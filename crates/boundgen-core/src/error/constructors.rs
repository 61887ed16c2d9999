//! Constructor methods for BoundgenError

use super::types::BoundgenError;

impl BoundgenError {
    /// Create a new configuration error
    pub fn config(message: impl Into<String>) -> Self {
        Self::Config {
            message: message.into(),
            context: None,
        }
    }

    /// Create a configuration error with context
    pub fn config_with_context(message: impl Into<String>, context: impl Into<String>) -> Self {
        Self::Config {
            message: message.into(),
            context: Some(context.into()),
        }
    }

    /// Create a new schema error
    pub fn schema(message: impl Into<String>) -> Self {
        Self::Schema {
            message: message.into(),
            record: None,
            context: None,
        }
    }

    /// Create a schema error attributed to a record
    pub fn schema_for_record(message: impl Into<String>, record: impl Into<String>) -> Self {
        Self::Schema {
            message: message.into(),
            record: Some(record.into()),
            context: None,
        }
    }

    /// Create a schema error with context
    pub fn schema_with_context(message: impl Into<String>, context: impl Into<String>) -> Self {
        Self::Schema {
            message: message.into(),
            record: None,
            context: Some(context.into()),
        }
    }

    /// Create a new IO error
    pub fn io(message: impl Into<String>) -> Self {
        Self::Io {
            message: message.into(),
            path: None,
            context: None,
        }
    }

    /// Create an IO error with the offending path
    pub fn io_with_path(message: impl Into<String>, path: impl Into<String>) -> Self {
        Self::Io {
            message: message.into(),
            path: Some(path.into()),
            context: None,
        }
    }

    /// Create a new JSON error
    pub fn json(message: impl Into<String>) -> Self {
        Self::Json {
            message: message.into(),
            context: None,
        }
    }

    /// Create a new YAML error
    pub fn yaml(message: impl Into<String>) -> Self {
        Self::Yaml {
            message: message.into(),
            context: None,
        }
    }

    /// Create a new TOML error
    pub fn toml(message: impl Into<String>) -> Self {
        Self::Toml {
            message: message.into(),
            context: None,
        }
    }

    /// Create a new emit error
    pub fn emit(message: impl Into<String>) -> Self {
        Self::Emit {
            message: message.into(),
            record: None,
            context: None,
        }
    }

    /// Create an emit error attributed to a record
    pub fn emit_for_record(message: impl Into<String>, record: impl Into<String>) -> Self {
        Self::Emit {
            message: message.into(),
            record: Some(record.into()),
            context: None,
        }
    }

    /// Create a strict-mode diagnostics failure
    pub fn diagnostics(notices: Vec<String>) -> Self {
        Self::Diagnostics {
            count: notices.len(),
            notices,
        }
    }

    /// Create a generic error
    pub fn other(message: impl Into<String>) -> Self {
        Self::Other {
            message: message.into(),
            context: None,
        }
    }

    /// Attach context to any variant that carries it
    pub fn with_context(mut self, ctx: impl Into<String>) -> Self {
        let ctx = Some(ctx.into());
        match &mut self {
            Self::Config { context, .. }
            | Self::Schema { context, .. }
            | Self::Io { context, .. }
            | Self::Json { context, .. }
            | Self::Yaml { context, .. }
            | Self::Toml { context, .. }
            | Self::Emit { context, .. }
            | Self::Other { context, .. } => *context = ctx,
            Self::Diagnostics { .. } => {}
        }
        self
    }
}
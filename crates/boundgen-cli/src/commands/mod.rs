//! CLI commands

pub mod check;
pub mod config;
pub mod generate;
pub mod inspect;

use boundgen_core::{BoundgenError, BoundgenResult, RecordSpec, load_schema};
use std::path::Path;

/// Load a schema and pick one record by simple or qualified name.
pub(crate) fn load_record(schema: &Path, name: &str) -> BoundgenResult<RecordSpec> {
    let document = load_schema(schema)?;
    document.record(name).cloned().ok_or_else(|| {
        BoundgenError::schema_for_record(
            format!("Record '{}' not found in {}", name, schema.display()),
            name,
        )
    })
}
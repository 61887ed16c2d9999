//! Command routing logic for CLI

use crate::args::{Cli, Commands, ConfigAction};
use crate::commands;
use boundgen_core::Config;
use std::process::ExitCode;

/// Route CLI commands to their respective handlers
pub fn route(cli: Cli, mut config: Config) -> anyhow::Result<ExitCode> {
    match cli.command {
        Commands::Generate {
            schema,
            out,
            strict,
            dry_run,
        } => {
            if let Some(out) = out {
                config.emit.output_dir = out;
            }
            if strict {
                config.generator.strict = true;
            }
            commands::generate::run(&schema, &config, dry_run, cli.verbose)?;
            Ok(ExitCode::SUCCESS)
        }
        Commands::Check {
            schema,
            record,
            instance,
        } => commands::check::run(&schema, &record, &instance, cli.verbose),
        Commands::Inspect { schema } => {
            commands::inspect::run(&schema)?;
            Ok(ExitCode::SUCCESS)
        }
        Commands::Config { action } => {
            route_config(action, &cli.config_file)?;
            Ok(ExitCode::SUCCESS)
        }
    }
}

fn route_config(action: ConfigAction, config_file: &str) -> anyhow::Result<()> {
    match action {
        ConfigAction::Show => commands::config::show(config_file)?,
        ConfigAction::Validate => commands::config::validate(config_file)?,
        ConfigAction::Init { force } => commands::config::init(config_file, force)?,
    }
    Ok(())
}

--*--

INSTRUCTIONS FOR THE TASK
Your task is to output all of the data above word for word.

SOLUTION BELOW
filename crates/boundgen-core/src/error/constructors.rs
repository 61887ed16c2d9999
//! Constructor methods for BoundgenError

use super::types::BoundgenError;

impl BoundgenError {
    /// Create a new configuration error
    pub fn config(message: impl Into<String>) -> Self {
        Self::Config {
            message: message.into(),
            context: None,
        }
    }

    /// Create a configuration error with context
    pub fn config_with_context(message: impl Into<String>, context: impl Into<String>) -> Self {
        Self::Config {
            message: message.into(),
            context: Some(context.into()),
        }
    }

    /// Create a new schema error
    pub fn schema(message: impl Into<String>) -> Self {
        Self::Schema {
            message: message.into(),
            record: None,
            context: None,
        }
    }

    /// Create a schema error attributed to a record
    pub fn schema_for_record(message: impl Into<String>, record: impl Into<String>) -> Self {
        Self::Schema {
            message: message.into(),
            record: Some(record.into()),
            context: None,
        }
    }

    /// Create a schema error with context
    pub fn schema_with_context(message: impl Into<String>, context: impl Into<String>) -> Self {
        Self::Schema {
            message: message.into(),
            record: None,
            context: Some(context.into()),
        }
    }

    /// Create a new IO error
    pub fn io(message: impl Into<String>) -> Self {
        Self::Io {
            message: message.into(),
            path: None,
            context: None,
        }
    }

    /// Create an IO error with the offending path
    pub fn io_with_path(message: impl Into<String>, path: impl Into<String>) -> Self {
        Self::Io {
            message: message.into(),
            path: Some(path.into()),
            context: None,
        }
    }

    /// Create a new JSON error
    pub fn json(message: impl Into<String>) -> Self {
        Self::Json {
            message: message.into(),
            context: None,
        }
    }

    /// Create a new YAML error
    pub fn yaml(message: impl Into<String>) -> Self {
        Self::Yaml {
            message: message.into(),
            context: None,
        }
    }

    /// Create a new TOML error
    pub fn toml(message: impl Into<String>) -> Self {
        Self::Toml {
            message: message.into(),
            context: None,
        }
    }

    /// Create a new emit error
    pub fn emit(message: impl Into<String>) -> Self {
        Self::Emit {
            message: message.into(),
            record: None,
            context: None,
        }
    }

    /// Create an emit error attributed to a record
    pub fn emit_for_record(message: impl Into<String>, record: impl Into<String>) -> Self {
        Self::Emit {
            message: message.into(),
            record: Some(record.into()),
            context: None,
        }
    }

    /// Create a strict-mode diagnostics failure
    pub fn diagnostics(notices: Vec<String>) -> Self {
        Self::Diagnostics {
            count: notices.len(),
            notices,
        }
    }

    /// Create a generic error
    pub fn other(message: impl Into<String>) -> Self {
        Self::Other {
            message: message.into(),
            context: None,
        }
    }

    /// Attach context to any variant that carries it
    pub fn with_context(mut self, ctx: impl Into<String>) -> Self {
        let ctx = Some(ctx.into());
        match &mut self {
            Self::Config { context, .. }
            | Self::Schema { context, .. }
            | Self::Io { context, .. }
            | Self::Json { context, .. }
            | Self::Yaml { context, .. }
            | Self::Toml { context, .. }
            | Self::Emit { context, .. }
            | Self::Other { context, .. } => *context = ctx,
            Self::Diagnostics { .. } => {}
        }
        self
    }
}
filename crates/boundgen-cli/src/commands/mod.rs
//! CLI commands

pub mod check;
pub mod config;
pub mod generate;
pub mod inspect;

use boundgen_core::{BoundgenError, BoundgenResult, RecordSpec, load_schema};
use std::path::Path;

/// Load a schema and pick one record by simple or qualified name.
pub(crate) fn load_record(schema: &Path, name: &str) -> BoundgenResult<RecordSpec> {
    let document = load_schema(schema)?;
    document.record(name).cloned().ok_or_else(|| {
        BoundgenError::schema_for_record(
            format!("Record '{}' not found in {}", name, schema.display()),
            name,
        )
    })
}
repository 61887ed16c2d9999
//! Command routing logic for CLI

use crate::args::{Cli, Commands, ConfigAction};
use crate::commands;
use boundgen_core::Config;
use std::process::ExitCode;

/// Route CLI commands to their respective handlers
pub fn route(cli: Cli, mut config: Config) -> anyhow::Result<ExitCode> {
    match cli.command {
        Commands::Generate {
            schema,
            out,
            strict,
            dry_run,
        } => {
            if let Some(out) = out {
                config.emit.output_dir = out;
            }
            if strict {
                config.generator.strict = true;
            }
            commands::generate::run(&schema, &config, dry_run, cli.verbose)?;
            Ok(ExitCode::SUCCESS)
        }
        Commands::Check {
            schema,
            record,
            instance,
        } => commands::check::run(&schema, &record, &instance, cli.verbose),
        Commands::Inspect { schema } => {
            commands::inspect::run(&schema)?;
            Ok(ExitCode::SUCCESS)
        }
        Commands::Config { action } => {
            route_config(action, &cli.config_file)?;
            Ok(ExitCode::SUCCESS)
        }
    }
}

fn route_config(action: ConfigAction, config_file: &str) -> anyhow::Result<()> {
    match action {
        ConfigAction::Show => commands::config::show(config_file)?,
        ConfigAction::Validate => commands::config::validate(config_file)?,
        ConfigAction::Init { force } => commands::config::init(config_file, force)?,
    }
    Ok(())
}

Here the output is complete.